Kick with Vick and watch a flick in November

By Vick Silkenpen
Movie Critic

Unbelievable: I nearly dismissed this series until I saw Toni Colette played a lead role. She has had my attention since Muriel's Wedding as she continues to evolve in roles that challenge and expand her range.

This time, she is a lean and seasoned detective teaming up with a younger female detective (Merritt Wever). They are investigating an elusive serial rapist with victims spread over time and locations.

What makes this series different is the unflinching attention of the script to the survivors of the attacks and what happens to their lives and personalities. The most incredible focus of the series concerns a victim (Kaitlyn Dever), a struggling and underprivileged girl who becomes abused by the system once doubts arise on the veracity of her initial rape story.

We feel a gamut of emotions and opinions as we watch Dever go through the tortures of what can happen to victims long after the sexual attack, and it challenges our assumptions of fault.

It would have been very easy with subject matter like this to appeal to the more lurid and explicit aspects, but instead, the series stays grounded in empathy and justice.

You may wish to binge on the episodes a bit initially because the timeline can seem somewhat disjunct until you have some familiarity with it.

I want another season with Colette and Wever on the case.

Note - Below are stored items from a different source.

impl LiteralChecker<'_> {
    fn check(&mut self, location_type: &TypeRef, ty: &TypeRef, value: &AstValue) {
        if matches!(value, AstValue::Variable(_)) {
            return;
        }
        match ty {
            TypeRef::NonNull(inner) => {
                if matches!(value, AstValue::Null(_)) {
                    self.errors.push((
                        value.span(),
                        format!("Expected value of type \"{location_type}\", found null."),
                    ));
                } else {
                    self.check(location_type, inner, value);
                }
            }
            _ if matches!(value, AstValue::Null(_)) => {}
            TypeRef::List(inner) => match value {
                AstValue::List(items, _) => {
                    for item in items {
                        self.check(inner, inner, item);
                    }
                }
                _ => self.check(inner, inner, value),
            },
            TypeRef::Named(name) => match self.schema.get_type(name) {
                Some(TypeDef::InputObject(input)) => self.check_object(location_type, input, value),
                Some(def @ (TypeDef::Scalar(_) | TypeDef::Enum(_))) => {
                    if let Err(reason) = parse_literal(def, value, self.interner) {
                        self.errors.push((
                            value.span(),
                            format!(
                                "Expected value of type \"{location_type}\", found {}; {reason}",
                                print_value(value, self.interner)
                            ),
                        ));
                    }
                }
                // Unknown or output types are reported by other checks.
                _ => {}
            },
        }
    }

    fn check_object(&mut self, location_type: &TypeRef, input: &InputObjectDef, value: &AstValue) {
        let AstValue::Object(fields, span) = value else {
            self.errors.push((
                value.span(),
                format!(
                    "Expected value of type \"{location_type}\", found {}.",
                    print_value(value, self.interner)
                ),
            ));
            return;
        };
        let mut seen = Vec::with_capacity(fields.len());
        for (name, field_value) in fields {
            let field_name = self.interner.get(name.value);
            if seen.contains(&field_name) {
                self.errors.push((
                    name.span,
                    format!("There can be only one input field named \"{field_name}\"."),
                ));
                continue;
            }
            match input.fields.get(&field_name) {
                Some(def) => self.check(&def.ty, &def.ty, field_value),
                None => self.errors.push((
                    name.span,
                    format!(
                        "Field \"{field_name}\" is not defined by type \"{}\".",
                        input.name
                    ),
                )),
            }
            seen.push(field_name);
        }
        for def in input.fields.values() {
            if def.is_required() && !seen.contains(&def.name) {
                self.errors.push((
                    *span,
                    format!(
                        "Field \"{}.{}\" of required type \"{}\" was not provided.",
                        input.name, def.name, def.ty
                    ),
                ));
            }
        }
    }
}

/// Parses a leaf literal, the literal counterpart of [`coerce_input_value`].
fn parse_literal(def: &TypeDef, value: &AstValue, interner: &Interner) -> Result<Value, String> {
    let printed = || print_value(value, interner);
    match def {
        TypeDef::Enum(enum_def) => match value {
            AstValue::Enum(name) => {
                let name = interner.get(name.value);
                if enum_def.has_value(&name) {
                    Ok(Value::String(name))
                } else {
                    Err(format!(
                        "Value \"{name}\" does not exist in \"{}\" enum.",
                        enum_def.name
                    ))
                }
            }
            _ => Err(format!(
                "Enum \"{}\" cannot represent non-enum value: {}.",
                enum_def.name,
                printed()
            )),
        },
        TypeDef::Scalar(scalar) => match (scalar.name.as_str(), value) {
            ("Int", AstValue::Int(text, _)) => text.parse::<i32>().map(Value::from).map_err(|_| {
                format!("Int cannot represent non 32-bit signed integer value: {text}")
            }),
            ("Int", _) => Err(format!("Int cannot represent non-integer value: {}", printed())),
            ("Float", AstValue::Int(text, _) | AstValue::Float(text, _)) => float_json(text)
                .ok_or_else(|| format!("Float cannot represent non numeric value: {text}")),
            ("Float", _) => Err(format!(
                "Float cannot represent non numeric value: {}",
                printed()
            )),
            ("String", AstValue::String(s, _)) => Ok(Value::String(s.clone())),
            ("String", _) => Err(format!(
                "String cannot represent a non string value: {}",
                printed()
            )),
            ("Boolean", AstValue::Boolean(b, _)) => Ok(Value::Bool(*b)),
            ("Boolean", _) => Err(format!(
                "Boolean cannot represent a non boolean value: {}",
                printed()
            )),
            ("ID", AstValue::String(s, _)) => Ok(Value::String(s.clone())),
            ("ID", AstValue::Int(text, _)) => Ok(Value::String(text.clone())),
            ("ID", _) => Err(format!(
                "ID cannot represent a non-string and non-integer value: {}",
                printed()
            )),
            _ => Ok(const_to_json(value, interner)),
        },
        _ => Err(format!("Unexpected input value: {}", printed())),
    }
}

/// Converts a literal into a JSON value of type `ty`, substituting
/// variables from `variables`.
///
/// Returns `Ok(None)` when the literal is a variable without a runtime
/// value, so the caller can fall back to a default.
pub fn coerce_literal(
    schema: &Schema,
    ty: &TypeRef,
    value: &AstValue,
    variables: &Map<String, Value>,
    interner: &Interner,
) -> Result<Option<Value>, String> {
    if let AstValue::Variable(name) = value {
        let name = interner.get(name.value);
        return match variables.get(&name) {
            Some(Value::Null) if ty.is_non_null() => {
                Err(format!("Variable \"${name}\" must not be null here."))
            }
            Some(value) => Ok(Some(value.clone())),
            None => Ok(None),
        };
    }
    match ty {
        TypeRef::NonNull(inner) => match value {
            AstValue::Null(_) => Err(format!("Expected non-nullable type \"{ty}\" not to be null.")),
            _ => coerce_literal(schema, inner, value, variables, interner),
        },
        _ if matches!(value, AstValue::Null(_)) => Ok(Some(Value::Null)),
        TypeRef::List(inner) => match value {
            AstValue::List(items, _) => {
                let mut out = Vec::with_capacity(items.len());
                for item in items {
                    let coerced = coerce_literal(schema, inner, item, variables, interner)?;
                    match coerced {
                        Some(v) => out.push(v),
                        None if inner.is_non_null() => {
                            return Err(format!(
                                "Expected non-nullable type \"{inner}\" not to be null."
                            ))
                        }
                        None => out.push(Value::Null),
                    }
                }
                Ok(Some(Value::Array(out)))
            }
            single => Ok(coerce_literal(schema, inner, single, variables, interner)?
                .map(|v| Value::Array(vec![v]))),
        },
        TypeRef::Named(name) => match schema.get_type(name) {
            Some(TypeDef::InputObject(input)) => {
                let AstValue::Object(fields, _) = value else {
                    return Err(format!("Expected type \"{name}\" to be an object."));
                };
                let mut out = Map::new();
                for def in input.fields.values() {
                    let provided = fields
                        .iter()
                        .find(|(field_name, _)| interner.is(field_name.value, &def.name));
                    let coerced = match provided {
                        Some((_, field_value)) => {
                            coerce_literal(schema, &def.ty, field_value, variables, interner)?
                        }
                        None => None,
                    };
                    match coerced.or_else(|| def.default_value.clone()) {
                        Some(v) => {
                            out.insert(def.name.clone(), v);
                        }
                        None if def.ty.is_non_null() => {
                            return Err(format!(
                                "Field \"{}\" of required type \"{}\" was not provided.",
                                def.name, def.ty
                            ))
                        }
                        None => {}
                    }
                }
                Ok(Some(Value::Object(out)))
            }
            Some(def) => parse_literal(def, value, interner).map(Some),
            None => Err(format!("Unknown type \"{name}\".")),
        },
    }
}

/// A JSON input value that does not fit its declared type.
#[derive(Debug, Clone, PartialEq, Eq)]
pub struct InputError {
    /// Path inside the value where coercion failed.
    pub path: Vec<PathSegment>,
    pub message: String,
}

impl InputError {
    fn new(path: &[PathSegment], message: impl Into<String>) -> Self {
        Self {
            path: path.to_vec(),
            message: message.into(),
        }
    }

    /// Renders the path as `a.b[0]`.
    pub fn path_string(&self) -> String {
        let mut out = String::new();
        for segment in &self.path {
            match segment {
                PathSegment::Field(name) => {
                    if !out.is_empty() {
                        out.push('.');
                    }
                    out.push_str(name);
                }
                PathSegment::Index(index) => {
                    out.push('[');
                    out.push_str(&index.to_string());
                    out.push(']');
                }
            }
        }
        out
    }
}

/// Coerces a JSON input value (typically a variable) to `ty`.
pub fn coerce_input_value(schema: &Schema, ty: &TypeRef, value: &Value) -> Result<Value, InputError> {
    let mut path = Vec::new();
    coerce_input(schema, ty, value, &mut path)
}

fn coerce_input(
    schema: &Schema,
    ty: &TypeRef,
    value: &Value,
    path: &mut Vec<PathSegment>,
) -> Result<Value, InputError> {
    match ty {
        TypeRef::NonNull(inner) => {
            if value.is_null() {
                return Err(InputError::new(
                    path,
                    format!("Expected non-nullable type \"{ty}\" not to be null."),
                ));
            }
            coerce_input(schema, inner, value, path)
        }
        _ if value.is_null() => Ok(Value::Null),
        TypeRef::List(inner) => match value {
            Value::Array(items) => {
                let mut out = Vec::with_capacity(items.len());
                for (index, item) in items.iter().enumerate() {
                    path.push(PathSegment::Index(index));
                    let coerced = coerce_input(schema, inner, item, path);
                    path.pop();
                    out.push(coerced?);
                }
                Ok(Value::Array(out))
            }
            single => Ok(Value::Array(vec![coerce_input(schema, inner, single, path)?])),
        },
        TypeRef::Named(name) => match schema.get_type(name) {
            Some(TypeDef::InputObject(input)) => coerce_input_object(schema, input, value, path),
            Some(TypeDef::Enum(enum_def)) => coerce_enum(enum_def, value).map_err(|m| InputError::new(path, m)),
            Some(TypeDef::Scalar(scalar)) => {
                parse_scalar_value(&scalar.name, value).map_err(|m| InputError::new(path, m))
            }
            Some(_) => Err(InputError::new(
                path,
                format!("Type \"{name}\" is not an input type."),
            )),
            None => Err(InputError::new(path, format!("Unknown type \"{name}\"."))),
        },
    }
}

The Spy: I started watching this Netflix production and could not keep the character of Borat from my mind every time Sacha Baron Cohen said a line. That image quickly faded as the true-life personality of Eli Cohen, an Israeli clerk recruited by Mossad to become a spy in Syria, was projected. I did not doubt by the end that comedy has given him the chops needed to handle this role.

Sure, this is an espionage drama, but it revolves around an agent perhaps some viewers may fail to know. It revolves around an agent, well-known in Israel, who spent years in the early 1960s penetrating the political power strands (see the 1987 film The Impossible Spy).

This agent, posing as a Syrian businessman, first in Buenos Aries in Argentina and later inside Syria was feeding military intelligence back to Israel, allowing pre-emptive strikes when needed.

But the undercover life Cohen’s character has its incalculable costs. His family time suffers as well as his ability to compartmentalize the Syrian personality he develops to survive in such a dangerous environment.

The cast of actors is ideal, but the charismatic persona of Cohen carries this series. It reveals the sacrifice of this real spy who astoundingly burrowed his way upward into the highest Syrian social, political and military levels.